Stored data

☆ ☆ ☆ ☆ ☆ ☆ ☆

use log::{debug, info};

use super::{Board, Cell, Player, COLS};
use crate::error::EngineError;

/// Whether the current game is still being played.
///
/// A board that fills up without a winner stays `InProgress`; there is no
/// draw state.
#[derive(Debug, Clone, Copy, PartialEq, Eq)]
pub enum GameStatus {
    InProgress,
    Won(Player),
}

/// Result of a single [`Engine::drop_token`] call.
#[derive(Debug, Clone, Copy, PartialEq, Eq)]
pub enum Outcome {
    /// Token landed at (row, col) and the turn passed to the other player.
    Placed { row: usize, col: usize },
    /// Token landed at (row, col) and completed a line for `player`.
    Win { player: Player, row: usize, col: usize },
    /// The column has no empty cell. Nothing changed.
    ColumnFull,
    /// The game is already decided. Nothing changed.
    Rejected,
}

/// Owned state of one game session: the grid, whose turn it is, and whether
/// someone has won.
#[derive(Debug, Clone, PartialEq)]
pub struct Engine {
    board: Board,
    current_player: Player,
    status: GameStatus,
}

impl Engine {
    /// Empty board, Red to move.
    pub fn new() -> Self {
        Engine {
            board: Board::new(),
            current_player: Player::Red, // Red starts
            status: GameStatus::InProgress,
        }
    }

    /// Player whose token the next successful drop places.
    pub fn current_player(&self) -> Player {
        self.current_player
    }

    pub fn status(&self) -> GameStatus {
        self.status
    }

    pub fn is_over(&self) -> bool {
        self.status != GameStatus::InProgress
    }

    /// Get reference to board
    pub fn board(&self) -> &Board {
        &self.board
    }

    /// Token at an on-board cell.
    pub fn cell_at(&self, row: usize, col: usize) -> Result<Cell, EngineError> {
        if !Board::in_bounds(row, col) {
            return Err(EngineError::InvalidCell { row, col });
        }
        Ok(self.board.get(row, col))
    }

    /// Drop the current player's token into `column`.
    ///
    /// Either the whole place/check/switch sequence happens or nothing does.
    /// An out-of-range column is an error; a full column or a finished game is
    /// reported through the returned [`Outcome`].
    pub fn drop_token(&mut self, column: usize) -> Result<Outcome, EngineError> {
        if self.is_over() {
            debug!("drop into column {} rejected: game over", column);
            return Ok(Outcome::Rejected);
        }

        if column >= COLS {
            return Err(EngineError::InvalidColumn { column });
        }

        let player = self.current_player;
        let Some(row) = self.board.drop_piece(column, player.to_cell()) else {
            debug!("column {} is full", column);
            return Ok(Outcome::ColumnFull);
        };
        debug!("{} placed at ({}, {})", player, row, column);

        if self.board.check_win(row, column) {
            self.status = GameStatus::Won(player);
            info!("{} wins at ({}, {})", player, row, column);
            return Ok(Outcome::Win {
                player,
                row,
                col: column,
            });
        }

        self.current_player = player.other();
        Ok(Outcome::Placed { row, col: column })
    }

    /// Start over: empty board, Red to move, game in progress.
    pub fn reset(&mut self) {
        self.board.clear();
        self.current_player = Player::Red;
        self.status = GameStatus::InProgress;
        info!("game reset");
    }
}

impl Default for Engine {
    fn default() -> Self {
        Self::new()
    }
}

#[cfg(test)]
mod tests {
    use super::*;
    use crate::game::ROWS;

    #[test]
    fn test_initial_state() {
        let engine = Engine::new();
        assert_eq!(engine.current_player(), Player::Red);
        assert_eq!(engine.status(), GameStatus::InProgress);
        assert!(!engine.is_over());
        assert_eq!(engine.board(), &Board::new());
    }

    #[test]
    fn test_drop_token() {
        let mut engine = Engine::new();
        let outcome = engine.drop_token(3).unwrap();

        assert_eq!(outcome, Outcome::Placed { row: 5, col: 3 });
        assert_eq!(engine.current_player(), Player::Yellow);
        assert_eq!(engine.cell_at(5, 3), Ok(Cell::Red));
    }

    #[test]
    fn test_vertical_win_on_seventh_drop() {
        let mut engine = Engine::new();
        for col in [0, 1, 0, 1, 0, 1] {
            assert!(matches!(
                engine.drop_token(col).unwrap(),
                Outcome::Placed { .. }
            ));
        }

        let outcome = engine.drop_token(0).unwrap();
        assert_eq!(
            outcome,
            Outcome::Win {
                player: Player::Red,
                row: 2,
                col: 0
            }
        );
        assert_eq!(engine.status(), GameStatus::Won(Player::Red));
        // Turn marker stays with the winner
        assert_eq!(engine.current_player(), Player::Red);
    }

    #[test]
    fn test_horizontal_win() {
        let mut engine = Engine::new();

        // Red wins along the bottom row
        for col in 0..3 {
            engine.drop_token(col).unwrap(); // Red
            engine.drop_token(col).unwrap(); // Yellow, one row up
        }
        let outcome = engine.drop_token(3).unwrap();

        assert_eq!(
            outcome,
            Outcome::Win {
                player: Player::Red,
                row: 5,
                col: 3
            }
        );
    }

    #[test]
    fn test_yellow_can_win() {
        let mut engine = Engine::new();
        for col in [6, 0, 6, 0, 5, 0, 6] {
            engine.drop_token(col).unwrap();
        }
        let outcome = engine.drop_token(0).unwrap();
        assert_eq!(
            outcome,
            Outcome::Win {
                player: Player::Yellow,
                row: 2,
                col: 0
            }
        );
        assert_eq!(engine.status(), GameStatus::Won(Player::Yellow));
    }

    #[test]
    fn test_column_full_changes_nothing() {
        let mut engine = Engine::new();
        for _ in 0..ROWS {
            engine.drop_token(0).unwrap();
        }
        let before = engine.clone();

        assert_eq!(engine.drop_token(0).unwrap(), Outcome::ColumnFull);
        assert_eq!(engine, before);
    }

    #[test]
    fn test_rejected_after_win() {
        let mut engine = Engine::new();
        for col in [0, 1, 0, 1, 0, 1, 0] {
            engine.drop_token(col).unwrap();
        }
        let board = *engine.board();

        for col in 0..COLS {
            assert_eq!(engine.drop_token(col).unwrap(), Outcome::Rejected);
        }
        // Rejected even for a column that would otherwise be invalid
        assert_eq!(engine.drop_token(COLS + 3).unwrap(), Outcome::Rejected);
        assert_eq!(engine.board(), &board);
        assert_eq!(engine.current_player(), Player::Red);
    }

    #[test]
    fn test_invalid_column() {
        let mut engine = Engine::new();
        assert_eq!(
            engine.drop_token(COLS),
            Err(EngineError::InvalidColumn { column: COLS })
        );
        assert_eq!(engine, Engine::new());
    }

    #[test]
    fn test_cell_at_out_of_range() {
        let engine = Engine::new();
        assert_eq!(
            engine.cell_at(ROWS, 0),
            Err(EngineError::InvalidCell { row: ROWS, col: 0 })
        );
        assert_eq!(
            engine.cell_at(0, COLS),
            Err(EngineError::InvalidCell { row: 0, col: COLS })
        );
        assert_eq!(engine.cell_at(ROWS - 1, COLS - 1), Ok(Cell::Empty));
    }

    #[test]
    fn test_reset() {
        let mut engine = Engine::new();
        for col in [0, 1, 0, 1, 0, 1, 0] {
            engine.drop_token(col).unwrap();
        }
        assert!(engine.is_over());

        engine.reset();
        assert_eq!(engine, Engine::new());
        assert_eq!(engine.drop_token(4).unwrap(), Outcome::Placed { row: 5, col: 4 });
    }

    #[test]
    fn test_reset_mid_game_restores_red() {
        let mut engine = Engine::new();
        engine.drop_token(2).unwrap();
        assert_eq!(engine.current_player(), Player::Yellow);

        engine.reset();
        assert_eq!(engine.current_player(), Player::Red);
        assert_eq!(engine.status(), GameStatus::InProgress);
    }
}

☆ ☆ ☆ ☆ ☆ ☆ ☆

PROBLEM
The lines from the beginning of the records through the line containing "col) and completed" should be reproduced exactly. Include nothing else.

EXPECTED ANSWER
use log::{debug, info};

use super::{Board, Cell, Player, COLS};
use crate::error::EngineError;

/// Whether the current game is still being played.
///
/// A board that fills up without a winner stays `InProgress`; there is no
/// draw state.
#[derive(Debug, Clone, Copy, PartialEq, Eq)]
pub enum GameStatus {
    InProgress,
    Won(Player),
}

/// Result of a single [`Engine::drop_token`] call.
#[derive(Debug, Clone, Copy, PartialEq, Eq)]
pub enum Outcome {
    /// Token landed at (row, col) and the turn passed to the other player.
    Placed { row: usize, col: usize },
    /// Token landed at (row, col) and completed a line for `player`.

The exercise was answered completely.